Ross Garrad says that the Gillard Government can solve the "boat person" refugee issue, but it will take fortitude and tough decisions; the biggest threat is adversarial politics.
THE Christmas Island tragedy has focussed our attention on the problem of asylum seekers/unauthorised arrivals/illegal immigrants (take your pick), but the chances of it galvanising the government and the nation into action to actually find a sustainable solution look slim. With bodies still being recovered, the Gillard government was being attacked by both sides for having “blood on its hands”. Of course, the prescriptions being offered by the two extremes are vastly different, ranging from opening our borders to anyone who wishes to come, to towing all boats back to Indonesia...unless the occupants have the nous to sink their boats, of course.
What does this have to do with an Independent Australia? Plenty. The most powerful statement ever delivered on this issue came from John Howard, in 2001:
WE will decide who comes to this country and the circumstances in which they come.
This was, at its heart, a statement of national sovereignty, and it was accepted as such by a majority of Australians. Never mind that the issue was shamelessly exploited for partisan political gain, and the reality never quite matched the spin. The perception of toughness may have even discouraged a few people from trying the voyage, though other factors in the Middle East and Sri Lanka seem to have had a far greater impact on the waxing and waning of boat arrivals.
Some may say that 6,000 boat people don’t constitute a real problem, particularly compared to tens of thousands of illegal “plane people” in the same period. But in the TV age, we see the boat people but not the plane people, and in a democracy, if the majority of people think it’s a problem, it’s a problem. It’s certainly a problem for those who don’t survive the voyage, and for their families. It’s a problem for our national self-concept. And it’s a problem for our international reputation – regardless of the hypocrisy of those who attack a nation that’s right up there with Canada and the Scandinavian countries in our per-capita level of acceptance of genuine refugees.
So what is the solution? Let’s discount those “tough” solutions that would betray our sense of fairness and our international legal obligations, and the “soft” solutions that would betray our national sovereignty and potentially lead to the end of Australia as we know it. Not surprisingly, in addition to the unsatisfactory status quo this leaves two main options: Abbott’s revitalised “Pacific Solution” and Gillard’s “Regional Processing Centre”.
The former “Pacific Solution”, centred on Nauru, may have helped to reduce the flow of boats, though it’s difficult to be sure. But what IS certain is that more than 90% of those who spent months or years on Nauru were eventually allowed to resettle in Australia. This leaves the Pacific Solution looking a bit like a con-job, and while there is abundant evidence that many Australians would happily be conned again, the chances of re-conning the people-smugglers and their customers might not be so great.

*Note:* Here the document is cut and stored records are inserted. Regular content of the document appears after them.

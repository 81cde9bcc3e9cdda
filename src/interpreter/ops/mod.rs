//! Operator semantics
//!
//! - [`binary`]: arithmetic and bitwise operators
//! - [`unary`]: `-x`, `+x`, `~x`, `not x`
//! - [`compare`]: equality, ordering and membership
//! - [`access`]: subscripts and slices
//!
//! These are free functions over values: none of them can run program code,
//! so they never need the interpreter.

pub mod access;
pub mod binary;
pub mod compare;
pub mod unary;

use crate::interpreter::errors::RuntimeError;
use crate::memory::value::Value;
use crate::memory::MAX_SEQUENCE_LEN;

/// Both operands as integers (bools count as ints)
#[inline]
pub(crate) fn int_pair(left: &Value, right: &Value) -> Option<(i64, i64)> {
    Some((left.as_int()?, right.as_int()?))
}

/// Both operands as floats, when at least one is a float
#[inline]
pub(crate) fn float_pair(left: &Value, right: &Value) -> Option<(f64, f64)> {
    if matches!(left, Value::Float(_)) || matches!(right, Value::Float(_)) {
        Some((left.as_float()?, right.as_float()?))
    } else {
        None
    }
}

/// Fail with `MemoryError` when a sequence would grow past the limit
#[inline]
pub(crate) fn check_length(len: usize) -> Result<(), RuntimeError> {
    if len > MAX_SEQUENCE_LEN {
        Err(RuntimeError::memory_error())
    } else {
        Ok(())
    }
}

/// Convert an integral value for use as a count or index
pub(crate) fn index_value(value: &Value, what: &str) -> Result<i64, RuntimeError> {
    value.as_int().ok_or_else(|| {
        RuntimeError::type_error(format!(
            "'{}' object cannot be interpreted as an integer{}",
            value.type_name(),
            what
        ))
    })
}
//! Scope analysis for function bodies
//!
//! A name is local to a function when the body binds it anywhere (assignment,
//! `for` target, `def`, import, `except ... as`, `del`) and it is not declared
//! `global` or `nonlocal`. Nested function bodies are not entered; only the
//! nested function's own name counts as a binding.

use crate::parser::ast::*;

/// Classify the names of one function body
pub(crate) fn analyze_scope(
    params: &[Param],
    body: &[Stmt],
) -> Result<ScopeInfo, (String, SourceLocation)> {
    let mut scope = ScopeInfo::default();
    let mut bound = Vec::new();
    collect_block(body, &mut scope, &mut bound)?;

    for param in params {
        if scope.globals.contains(&param.name) {
            return Err((
                format!("name '{}' is parameter and global", param.name),
                first_declaration(body).unwrap_or(SourceLocation::new(1, 1)),
            ));
        }
        if scope.nonlocals.contains(&param.name) {
            return Err((
                format!("name '{}' is parameter and nonlocal", param.name),
                first_declaration(body).unwrap_or(SourceLocation::new(1, 1)),
            ));
        }
        scope.locals.insert(param.name.clone());
    }

    for name in bound {
        if !scope.globals.contains(&name) && !scope.nonlocals.contains(&name) {
            scope.locals.insert(name);
        }
    }

    Ok(scope)
}

fn first_declaration(body: &[Stmt]) -> Option<SourceLocation> {
    body.iter().find_map(|stmt| match stmt {
        Stmt::Global { location, .. } | Stmt::Nonlocal { location, .. } => Some(*location),
        _ => None,
    })
}

fn collect_block(
    body: &[Stmt],
    scope: &mut ScopeInfo,
    bound: &mut Vec<String>,
) -> Result<(), (String, SourceLocation)> {
    for stmt in body {
        collect_statement(stmt, scope, bound)?;
    }
    Ok(())
}

fn collect_statement(
    stmt: &Stmt,
    scope: &mut ScopeInfo,
    bound: &mut Vec<String>,
) -> Result<(), (String, SourceLocation)> {
    match stmt {
        Stmt::Assign { targets, .. } => {
            for target in targets {
                collect_target(target, bound);
            }
        }
        Stmt::AugAssign { target, .. } => collect_target(target, bound),
        Stmt::For {
            target,
            body,
            else_body,
            ..
        } => {
            collect_target(target, bound);
            collect_block(body, scope, bound)?;
            if let Some(else_body) = else_body {
                collect_block(else_body, scope, bound)?;
            }
        }
        Stmt::While {
            body, else_body, ..
        } => {
            collect_block(body, scope, bound)?;
            if let Some(else_body) = else_body {
                collect_block(else_body, scope, bound)?;
            }
        }
        Stmt::If {
            branches,
            else_body,
            ..
        } => {
            for (_, branch) in branches {
                collect_block(branch, scope, bound)?;
            }
            if let Some(else_body) = else_body {
                collect_block(else_body, scope, bound)?;
            }
        }
        Stmt::Try {
            body,
            handlers,
            else_body,
            finally_body,
            ..
        } => {
            collect_block(body, scope, bound)?;
            for handler in handlers {
                if let Some(name) = &handler.name {
                    bound.push(name.clone());
                }
                collect_block(&handler.body, scope, bound)?;
            }
            if let Some(else_body) = else_body {
                collect_block(else_body, scope, bound)?;
            }
            if let Some(finally_body) = finally_body {
                collect_block(finally_body, scope, bound)?;
            }
        }
        Stmt::FunctionDef { def, .. } => bound.push(def.name.clone()),
        Stmt::Import { names, .. } => {
            for name in names {
                let bound_name = match &name.alias {
                    Some(alias) => alias.clone(),
                    None => name.name.split('.').next().unwrap_or(&name.name).to_string(),
                };
                bound.push(bound_name);
            }
        }
        Stmt::ImportFrom { names, .. } => {
            for name in names {
                bound.push(name.bound_name().to_string());
            }
        }
        Stmt::Delete { targets, .. } => {
            for target in targets {
                collect_target(target, bound);
            }
        }
        Stmt::Global { names, location } => {
            for name in names {
                if scope.nonlocals.contains(name) {
                    return Err((format!("name '{}' is nonlocal and global", name), *location));
                }
                scope.globals.insert(name.clone());
            }
        }
        Stmt::Nonlocal { names, location } => {
            for name in names {
                if scope.globals.contains(name) {
                    return Err((format!("name '{}' is nonlocal and global", name), *location));
                }
                scope.nonlocals.insert(name.clone());
            }
        }
        Stmt::Expr { .. }
        | Stmt::Return { .. }
        | Stmt::Raise { .. }
        | Stmt::Assert { .. }
        | Stmt::Break { .. }
        | Stmt::Continue { .. }
        | Stmt::Pass { .. } => {}
    }
    Ok(())
}

fn collect_target(target: &Target, bound: &mut Vec<String>) {
    match target {
        Target::Name(name, _) => bound.push(name.clone()),
        Target::Unpack(items, _) => {
            for item in items {
                collect_target(item, bound);
            }
        }
        Target::Subscript { .. } => {}
    }
}

#[cfg(test)]
mod tests {
    use crate::parser::ast::*;
    use crate::parser::parse::parse_source;

    fn scope_of(source: &str) -> ScopeInfo {
        let program = parse_source(source).unwrap();
        match &program.body[0] {
            Stmt::FunctionDef { def, .. } => def.scope.clone(),
            _ => panic!("Expected function definition"),
        }
    }

    #[test]
    fn test_assignments_make_locals() {
        let scope = scope_of(
            "def f(a):\n    b = 1\n    for i, j in x:\n        pass\n    try:\n        pass\n    except E as e:\n        pass\n    def g():\n        h = 1\n",
        );
        for name in ["a", "b", "i", "j", "e", "g"] {
            assert!(scope.locals.contains(name), "{} should be local", name);
        }
        assert!(!scope.locals.contains("h"));
        assert!(!scope.locals.contains("x"));
    }

    #[test]
    fn test_global_and_nonlocal_are_not_locals() {
        let scope = scope_of("def f():\n    global total\n    total = 1\n    def g():\n        nonlocal y\n    y = 2\n");
        assert!(scope.globals.contains("total"));
        assert!(!scope.locals.contains("total"));
        assert!(scope.locals.contains("y"));
    }

    #[test]
    fn test_parameter_declared_global() {
        let err = parse_source("def f(x):\n    global x\n").unwrap_err();
        assert!(err.message.contains("parameter and global"));
    }

    #[test]
    fn test_subscript_assignment_is_not_a_binding() {
        let scope = scope_of("def f():\n    items[0] = 1\n");
        assert!(!scope.locals.contains("items"));
    }
}
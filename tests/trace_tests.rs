// Integration tests for the step tracer

use steptrace::interpreter::errors::RuntimeError;
use steptrace::interpreter::terminal::Terminal;
use steptrace::interpreter::Interpreter;
use steptrace::parser::parse_source;
use steptrace::sandbox::TraceLimits;
use steptrace::trace::{StepTracer, TraceEvent};

fn trace_with(source: &str, limits: TraceLimits) -> (Vec<TraceEvent>, Result<(), RuntimeError>) {
    let program = parse_source(source).expect("Parsing failed");
    let mut tracer = StepTracer::new(source, &limits, Vec::new());
    let result = Interpreter::new(program, Terminal::new("", 1 << 16))
        .with_hook(&mut tracer)
        .run();
    (tracer.into_sink(), result)
}

fn trace(source: &str) -> Vec<TraceEvent> {
    let (events, result) = trace_with(source, TraceLimits::default());
    assert!(result.is_ok(), "Execution failed: {:?}", result);
    events
}

fn line_events(events: &[TraceEvent]) -> Vec<&TraceEvent> {
    events
        .iter()
        .filter(|event| matches!(event, TraceEvent::Line { .. }))
        .collect()
}

#[test]
fn test_in_place_mutation_is_an_update() {
    let events = trace("items = []\nitems.append(1)\nprint(items)\n");
    let lines = line_events(&events);
    let TraceEvent::Line { updated, added, .. } = lines[2] else {
        unreachable!()
    };
    assert!(added.is_empty());
    assert_eq!(updated["items"], ("[]".to_string(), "[1]".to_string()));
}

#[test]
fn test_deleted_binding_is_removed() {
    let events = trace("x = 1\ndel x\nprint('ok')\n");
    let lines = line_events(&events);
    let TraceEvent::Line { removed, locals, .. } = lines[2] else {
        unreachable!()
    };
    assert_eq!(removed, &["x".to_string()]);
    assert!(!locals.contains_key("x"));
}

#[test]
fn test_long_values_are_shortened() {
    let limits = TraceLimits {
        render_limit: 20,
        ..TraceLimits::default()
    };
    let (events, result) = trace_with("s = 'a' * 500\nn = len(s)\n", limits);
    assert!(result.is_ok());
    let lines = line_events(&events);
    let TraceEvent::Line { added, .. } = lines[1] else {
        unreachable!()
    };
    assert_eq!(added["s"], format!("'{}...", "a".repeat(16)));
}

#[test]
fn test_recursion_depth() {
    let source = "def fact(n):\n    if n <= 1:\n        return 1\n    return n * fact(n - 1)\n\nresult = fact(3)\n";
    let events = trace(source);
    let calls: Vec<&TraceEvent> = events
        .iter()
        .filter(|event| matches!(event, TraceEvent::Call { function_name, .. } if function_name == "fact"))
        .collect();
    assert_eq!(calls.len(), 3);
    assert_eq!(calls.iter().map(|event| event.depth()).collect::<Vec<_>>(), [1, 2, 3]);

    let TraceEvent::Return { return_value, depth, .. } = events.last().unwrap() else {
        panic!("trace should end with the module return");
    };
    assert_eq!(*depth, 0);
    assert_eq!(return_value, "None");
}

#[test]
fn test_handled_exception_keeps_tracing() {
    let source = "def risky():\n    return 1 / 0\n\ntry:\n    risky()\nexcept ZeroDivisionError:\n    caught = True\nprint(caught)\n";
    let events = trace(source);
    assert!(events.iter().any(|event| matches!(
        event,
        TraceEvent::Exception { line: 2, depth: 1, error_summary, .. }
            if error_summary == "ZeroDivisionError: division by zero"
    )));
    let last_line = line_events(&events).pop().unwrap();
    let TraceEvent::Line { locals, line, .. } = last_line else {
        unreachable!()
    };
    assert_eq!(*line, 8);
    assert_eq!(locals["caught"], "True");
}

#[test]
fn test_time_budget() {
    let limits = TraceLimits {
        max_steps: u64::MAX,
        hard_timeout_secs: 0.05,
        ..TraceLimits::default()
    };
    let (events, result) = trace_with("while True:\n    pass\n", limits);
    assert!(matches!(result, Err(RuntimeError::Halted)));
    let Some(TraceEvent::BudgetExceeded { reason, .. }) = events.last() else {
        panic!("trace should end with the budget event");
    };
    assert!(reason.starts_with("time limit of"), "{}", reason);
}

#[test]
fn test_events_serialize_with_type_tag() {
    let events = trace("x = 1\n");
    let json = serde_json::to_value(&events).unwrap();
    let tags: Vec<&str> = json
        .as_array()
        .unwrap()
        .iter()
        .map(|event| event["type"].as_str().unwrap())
        .collect();
    assert_eq!(tags, ["call", "line", "return"]);
}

A Regional Processing Centre, preferably located in East Timor, appears to be the best solution, and the government has an electoral mandate to pursue this. In its most rational form, it would make the voyage from Indonesia to Australia totally redundant: asylum-seekers who present themselves to authorities in either country, and appear to have a prima facie case for asylum, will be taken to East Timor for processing by the United Nations, and if found to be genuine refugees, would eventually be resettled in another country, that may or may not be Australia. Queue-jumping would not be possible. An orderly, multilateral, rules-based system, replacing a system of self-selection based on ever-increasing risk, is worth striving for.
There are many obstacles to this vision, both in Australia and internationally. No doubt there would be many in the UN bureaucracy, and in countries like Indonesia, who would prefer that Australia continue to take full responsibility for a problem that is not of our making. It’s time to toughen up, and exploit the fact that Australian taxpayers annually give hundreds of millions to the UN, East Timor and Indonesia. If that doesn’t buy us a bit of co-operation, we’re entitled to start asking “what’s the point?”
But the biggest obstacles are probably right here in Australia, in our poisonously adversarial politics and in a media-driven government culture that seems to value words more highly than actions. Does the current government have the guts to stand firm against special pleadings, mindless adversarialism, and the inevitable demands for watering down and destroying the integrity of a sensible solution? Are they willing to do whatever it takes, including legislative changes to our refugee procedures, and perhaps altering the details of our ratification of the UN Refugee Convention? Even to the extent of adopting some opposition suggestions if they’re appropriate? If the answer is yes, the Gillard government may yet “find its way” on this issue. But time is running out.